# Directions:
Reply only with how many lines below contain "trim".

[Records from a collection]
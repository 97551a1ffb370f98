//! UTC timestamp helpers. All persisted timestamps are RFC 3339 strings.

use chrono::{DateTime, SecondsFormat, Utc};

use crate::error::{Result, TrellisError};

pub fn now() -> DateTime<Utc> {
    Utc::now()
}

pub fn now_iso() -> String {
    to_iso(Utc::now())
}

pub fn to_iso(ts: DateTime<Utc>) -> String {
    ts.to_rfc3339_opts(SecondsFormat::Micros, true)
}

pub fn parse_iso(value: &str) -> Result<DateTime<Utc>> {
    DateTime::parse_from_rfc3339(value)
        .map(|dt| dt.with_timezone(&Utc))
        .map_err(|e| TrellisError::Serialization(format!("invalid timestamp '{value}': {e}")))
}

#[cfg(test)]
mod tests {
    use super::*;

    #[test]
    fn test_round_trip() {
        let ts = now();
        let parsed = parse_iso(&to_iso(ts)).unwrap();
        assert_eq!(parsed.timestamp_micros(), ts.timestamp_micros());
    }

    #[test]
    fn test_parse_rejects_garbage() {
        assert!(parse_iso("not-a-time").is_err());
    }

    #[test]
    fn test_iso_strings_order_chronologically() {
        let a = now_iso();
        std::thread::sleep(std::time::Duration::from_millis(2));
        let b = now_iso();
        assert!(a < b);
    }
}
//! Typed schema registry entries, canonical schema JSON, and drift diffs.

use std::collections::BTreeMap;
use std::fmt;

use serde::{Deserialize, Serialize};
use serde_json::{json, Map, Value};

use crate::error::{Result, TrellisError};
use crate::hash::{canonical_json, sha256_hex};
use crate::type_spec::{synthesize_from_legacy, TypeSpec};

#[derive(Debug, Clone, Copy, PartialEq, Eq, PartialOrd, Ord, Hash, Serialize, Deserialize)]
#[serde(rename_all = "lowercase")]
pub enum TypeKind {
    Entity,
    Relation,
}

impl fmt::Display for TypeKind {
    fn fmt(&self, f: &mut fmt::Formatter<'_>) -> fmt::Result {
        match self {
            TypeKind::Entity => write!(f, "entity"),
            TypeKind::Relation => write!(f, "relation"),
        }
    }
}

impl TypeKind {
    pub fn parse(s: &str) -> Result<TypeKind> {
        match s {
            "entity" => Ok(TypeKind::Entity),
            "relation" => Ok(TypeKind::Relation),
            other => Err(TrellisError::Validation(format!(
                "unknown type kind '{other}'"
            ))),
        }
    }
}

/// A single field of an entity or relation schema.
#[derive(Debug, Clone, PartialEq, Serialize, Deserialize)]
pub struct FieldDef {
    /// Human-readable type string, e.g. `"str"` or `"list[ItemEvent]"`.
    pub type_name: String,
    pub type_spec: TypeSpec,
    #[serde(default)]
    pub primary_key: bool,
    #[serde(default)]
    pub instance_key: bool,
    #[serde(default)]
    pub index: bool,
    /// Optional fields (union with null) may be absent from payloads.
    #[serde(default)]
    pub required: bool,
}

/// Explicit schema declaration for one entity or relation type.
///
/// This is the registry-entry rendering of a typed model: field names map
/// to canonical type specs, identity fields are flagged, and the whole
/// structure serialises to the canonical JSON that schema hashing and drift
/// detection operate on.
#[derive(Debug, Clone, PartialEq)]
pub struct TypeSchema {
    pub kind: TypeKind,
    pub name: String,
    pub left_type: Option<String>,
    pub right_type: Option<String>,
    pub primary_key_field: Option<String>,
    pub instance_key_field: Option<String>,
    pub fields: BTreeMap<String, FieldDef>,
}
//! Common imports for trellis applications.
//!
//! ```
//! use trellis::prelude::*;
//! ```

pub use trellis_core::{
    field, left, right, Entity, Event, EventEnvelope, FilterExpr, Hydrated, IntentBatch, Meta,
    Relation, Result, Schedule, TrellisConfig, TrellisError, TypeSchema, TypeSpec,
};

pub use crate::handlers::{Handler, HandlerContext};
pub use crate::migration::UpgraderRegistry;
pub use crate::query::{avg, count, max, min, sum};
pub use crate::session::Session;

...

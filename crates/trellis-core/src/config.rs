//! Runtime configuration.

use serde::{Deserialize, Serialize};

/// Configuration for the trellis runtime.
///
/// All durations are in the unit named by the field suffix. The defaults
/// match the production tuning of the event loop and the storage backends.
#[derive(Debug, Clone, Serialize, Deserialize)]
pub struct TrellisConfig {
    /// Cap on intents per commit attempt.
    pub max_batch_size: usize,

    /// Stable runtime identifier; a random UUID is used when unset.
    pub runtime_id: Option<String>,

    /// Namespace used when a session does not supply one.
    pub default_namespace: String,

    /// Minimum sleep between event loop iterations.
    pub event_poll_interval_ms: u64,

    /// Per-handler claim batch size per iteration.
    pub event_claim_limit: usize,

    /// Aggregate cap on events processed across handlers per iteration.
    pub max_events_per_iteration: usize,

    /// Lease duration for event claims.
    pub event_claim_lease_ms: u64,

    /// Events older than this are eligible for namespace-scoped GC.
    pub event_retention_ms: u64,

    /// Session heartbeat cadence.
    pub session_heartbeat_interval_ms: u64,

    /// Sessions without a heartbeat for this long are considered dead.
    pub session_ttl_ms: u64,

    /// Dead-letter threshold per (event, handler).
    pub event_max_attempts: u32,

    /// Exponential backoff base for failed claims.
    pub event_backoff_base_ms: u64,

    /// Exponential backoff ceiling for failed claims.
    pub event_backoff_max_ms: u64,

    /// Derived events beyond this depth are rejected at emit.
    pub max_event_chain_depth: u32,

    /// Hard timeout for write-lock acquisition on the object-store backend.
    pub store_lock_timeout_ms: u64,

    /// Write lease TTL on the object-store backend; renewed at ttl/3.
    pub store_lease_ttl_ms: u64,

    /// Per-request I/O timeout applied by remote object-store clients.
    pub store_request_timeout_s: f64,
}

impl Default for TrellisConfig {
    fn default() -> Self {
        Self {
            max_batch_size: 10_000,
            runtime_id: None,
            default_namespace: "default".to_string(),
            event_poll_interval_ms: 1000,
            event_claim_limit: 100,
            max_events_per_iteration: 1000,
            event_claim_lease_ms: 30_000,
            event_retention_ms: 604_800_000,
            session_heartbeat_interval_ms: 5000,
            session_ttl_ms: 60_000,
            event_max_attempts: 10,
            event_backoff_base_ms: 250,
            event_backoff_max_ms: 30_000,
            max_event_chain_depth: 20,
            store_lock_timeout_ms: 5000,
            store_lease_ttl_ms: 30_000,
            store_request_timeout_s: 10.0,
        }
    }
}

==

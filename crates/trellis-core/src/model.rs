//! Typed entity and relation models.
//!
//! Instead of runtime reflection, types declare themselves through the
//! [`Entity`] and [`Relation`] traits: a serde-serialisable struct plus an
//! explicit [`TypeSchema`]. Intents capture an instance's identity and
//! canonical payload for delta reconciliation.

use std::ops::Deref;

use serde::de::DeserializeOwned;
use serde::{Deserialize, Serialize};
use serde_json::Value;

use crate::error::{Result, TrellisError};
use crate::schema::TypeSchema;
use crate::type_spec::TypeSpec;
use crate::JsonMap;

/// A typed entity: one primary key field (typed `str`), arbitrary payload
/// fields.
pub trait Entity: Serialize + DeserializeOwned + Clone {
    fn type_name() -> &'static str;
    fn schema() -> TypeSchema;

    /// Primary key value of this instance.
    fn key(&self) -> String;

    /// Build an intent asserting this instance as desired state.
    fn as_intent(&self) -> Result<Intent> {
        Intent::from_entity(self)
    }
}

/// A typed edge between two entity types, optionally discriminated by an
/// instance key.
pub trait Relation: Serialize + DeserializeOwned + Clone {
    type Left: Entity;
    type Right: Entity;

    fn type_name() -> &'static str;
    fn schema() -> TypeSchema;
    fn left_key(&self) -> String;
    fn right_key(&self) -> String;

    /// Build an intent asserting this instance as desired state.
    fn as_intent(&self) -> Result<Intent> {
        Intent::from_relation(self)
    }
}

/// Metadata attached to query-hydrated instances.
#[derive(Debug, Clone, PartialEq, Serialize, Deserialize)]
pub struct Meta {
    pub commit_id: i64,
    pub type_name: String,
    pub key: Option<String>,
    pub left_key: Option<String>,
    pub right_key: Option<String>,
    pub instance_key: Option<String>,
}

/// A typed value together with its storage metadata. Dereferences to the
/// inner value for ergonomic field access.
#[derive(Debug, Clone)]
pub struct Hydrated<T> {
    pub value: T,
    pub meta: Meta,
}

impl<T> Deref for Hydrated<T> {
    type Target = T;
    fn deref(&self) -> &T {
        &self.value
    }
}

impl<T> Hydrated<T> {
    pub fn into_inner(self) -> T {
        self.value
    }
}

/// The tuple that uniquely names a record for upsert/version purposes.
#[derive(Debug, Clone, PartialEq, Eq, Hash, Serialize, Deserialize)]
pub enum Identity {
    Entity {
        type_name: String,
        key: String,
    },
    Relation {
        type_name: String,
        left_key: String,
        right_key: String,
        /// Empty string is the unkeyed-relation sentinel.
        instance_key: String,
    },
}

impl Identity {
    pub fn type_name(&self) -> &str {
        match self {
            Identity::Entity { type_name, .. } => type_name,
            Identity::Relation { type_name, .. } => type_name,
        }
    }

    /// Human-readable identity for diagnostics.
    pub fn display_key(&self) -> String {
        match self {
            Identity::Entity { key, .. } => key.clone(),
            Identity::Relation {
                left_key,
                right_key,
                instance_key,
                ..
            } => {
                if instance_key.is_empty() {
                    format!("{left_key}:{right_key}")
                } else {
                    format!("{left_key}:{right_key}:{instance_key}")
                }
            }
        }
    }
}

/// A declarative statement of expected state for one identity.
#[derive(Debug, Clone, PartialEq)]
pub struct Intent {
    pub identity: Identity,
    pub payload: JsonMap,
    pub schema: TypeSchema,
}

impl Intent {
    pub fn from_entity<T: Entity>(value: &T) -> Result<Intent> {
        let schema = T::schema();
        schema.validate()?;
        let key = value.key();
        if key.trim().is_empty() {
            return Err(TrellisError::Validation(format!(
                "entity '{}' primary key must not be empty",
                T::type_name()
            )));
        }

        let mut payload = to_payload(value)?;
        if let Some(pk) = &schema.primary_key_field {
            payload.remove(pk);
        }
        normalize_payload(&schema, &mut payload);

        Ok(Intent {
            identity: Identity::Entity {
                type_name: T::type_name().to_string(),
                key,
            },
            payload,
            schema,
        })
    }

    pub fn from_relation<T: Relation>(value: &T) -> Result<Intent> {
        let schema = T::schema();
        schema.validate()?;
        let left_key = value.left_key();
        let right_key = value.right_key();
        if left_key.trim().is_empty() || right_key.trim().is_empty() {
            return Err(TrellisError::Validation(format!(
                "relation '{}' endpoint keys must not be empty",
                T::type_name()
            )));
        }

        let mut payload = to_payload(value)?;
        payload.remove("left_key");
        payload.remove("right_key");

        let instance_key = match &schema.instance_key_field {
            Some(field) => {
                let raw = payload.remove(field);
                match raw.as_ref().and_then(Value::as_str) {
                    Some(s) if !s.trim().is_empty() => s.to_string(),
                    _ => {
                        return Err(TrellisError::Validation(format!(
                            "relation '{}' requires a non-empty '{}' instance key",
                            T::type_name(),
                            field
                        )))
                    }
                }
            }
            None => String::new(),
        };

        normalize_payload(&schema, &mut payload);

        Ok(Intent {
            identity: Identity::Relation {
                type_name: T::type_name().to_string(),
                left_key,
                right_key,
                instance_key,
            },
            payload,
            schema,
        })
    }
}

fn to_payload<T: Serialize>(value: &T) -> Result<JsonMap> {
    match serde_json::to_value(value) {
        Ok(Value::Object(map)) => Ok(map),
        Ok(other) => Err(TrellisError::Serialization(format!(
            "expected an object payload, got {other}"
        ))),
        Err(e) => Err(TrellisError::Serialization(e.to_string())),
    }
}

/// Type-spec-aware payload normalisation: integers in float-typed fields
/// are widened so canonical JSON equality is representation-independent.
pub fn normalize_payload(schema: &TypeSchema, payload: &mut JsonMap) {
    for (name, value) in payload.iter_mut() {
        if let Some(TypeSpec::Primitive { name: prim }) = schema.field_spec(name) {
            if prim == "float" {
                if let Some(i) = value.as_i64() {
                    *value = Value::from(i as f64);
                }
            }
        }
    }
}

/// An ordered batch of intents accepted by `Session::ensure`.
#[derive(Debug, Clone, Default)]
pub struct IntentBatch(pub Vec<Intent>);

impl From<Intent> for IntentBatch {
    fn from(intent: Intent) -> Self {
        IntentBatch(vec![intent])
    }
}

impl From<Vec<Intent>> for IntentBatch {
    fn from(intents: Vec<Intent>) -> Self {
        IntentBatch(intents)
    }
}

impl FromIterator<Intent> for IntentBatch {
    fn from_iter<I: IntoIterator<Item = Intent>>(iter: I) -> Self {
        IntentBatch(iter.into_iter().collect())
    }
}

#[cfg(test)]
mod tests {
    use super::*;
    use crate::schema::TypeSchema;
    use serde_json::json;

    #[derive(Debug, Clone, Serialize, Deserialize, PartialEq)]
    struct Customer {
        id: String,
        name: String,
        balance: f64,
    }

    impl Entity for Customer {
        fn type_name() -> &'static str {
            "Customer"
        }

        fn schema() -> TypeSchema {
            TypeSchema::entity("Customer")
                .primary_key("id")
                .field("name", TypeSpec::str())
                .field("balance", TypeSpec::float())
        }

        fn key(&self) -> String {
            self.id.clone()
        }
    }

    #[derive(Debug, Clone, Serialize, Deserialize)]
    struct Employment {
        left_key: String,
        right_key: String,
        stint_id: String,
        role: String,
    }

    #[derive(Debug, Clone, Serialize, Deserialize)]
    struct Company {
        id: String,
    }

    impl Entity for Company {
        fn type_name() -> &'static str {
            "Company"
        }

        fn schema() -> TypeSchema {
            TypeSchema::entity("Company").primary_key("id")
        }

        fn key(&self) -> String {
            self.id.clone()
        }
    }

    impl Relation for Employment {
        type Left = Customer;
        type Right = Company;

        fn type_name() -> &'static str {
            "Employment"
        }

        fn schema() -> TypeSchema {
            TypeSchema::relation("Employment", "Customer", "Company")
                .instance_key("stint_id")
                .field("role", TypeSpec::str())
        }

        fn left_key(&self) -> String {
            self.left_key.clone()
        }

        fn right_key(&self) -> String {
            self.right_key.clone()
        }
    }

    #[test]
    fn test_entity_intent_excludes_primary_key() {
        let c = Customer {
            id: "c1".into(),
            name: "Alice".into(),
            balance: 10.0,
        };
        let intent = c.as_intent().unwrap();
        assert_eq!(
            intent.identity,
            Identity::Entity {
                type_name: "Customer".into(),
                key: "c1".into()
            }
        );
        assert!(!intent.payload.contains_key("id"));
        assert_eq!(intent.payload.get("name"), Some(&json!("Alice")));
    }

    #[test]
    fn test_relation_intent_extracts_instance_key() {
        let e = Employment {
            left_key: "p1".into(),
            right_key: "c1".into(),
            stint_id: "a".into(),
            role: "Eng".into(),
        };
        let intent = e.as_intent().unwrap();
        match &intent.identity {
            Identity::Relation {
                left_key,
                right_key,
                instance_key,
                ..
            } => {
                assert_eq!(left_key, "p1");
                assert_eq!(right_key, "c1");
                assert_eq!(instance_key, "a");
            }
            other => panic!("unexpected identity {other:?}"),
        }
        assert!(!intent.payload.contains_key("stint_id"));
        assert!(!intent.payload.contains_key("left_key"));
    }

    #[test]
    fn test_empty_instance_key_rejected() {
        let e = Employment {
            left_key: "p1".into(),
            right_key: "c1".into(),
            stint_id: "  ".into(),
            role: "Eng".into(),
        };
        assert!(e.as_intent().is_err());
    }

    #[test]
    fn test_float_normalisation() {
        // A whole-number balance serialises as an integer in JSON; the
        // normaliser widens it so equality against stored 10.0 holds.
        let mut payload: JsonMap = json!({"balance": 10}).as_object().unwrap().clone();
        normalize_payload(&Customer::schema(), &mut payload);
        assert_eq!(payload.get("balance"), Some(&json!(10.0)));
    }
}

# Exercise result:
3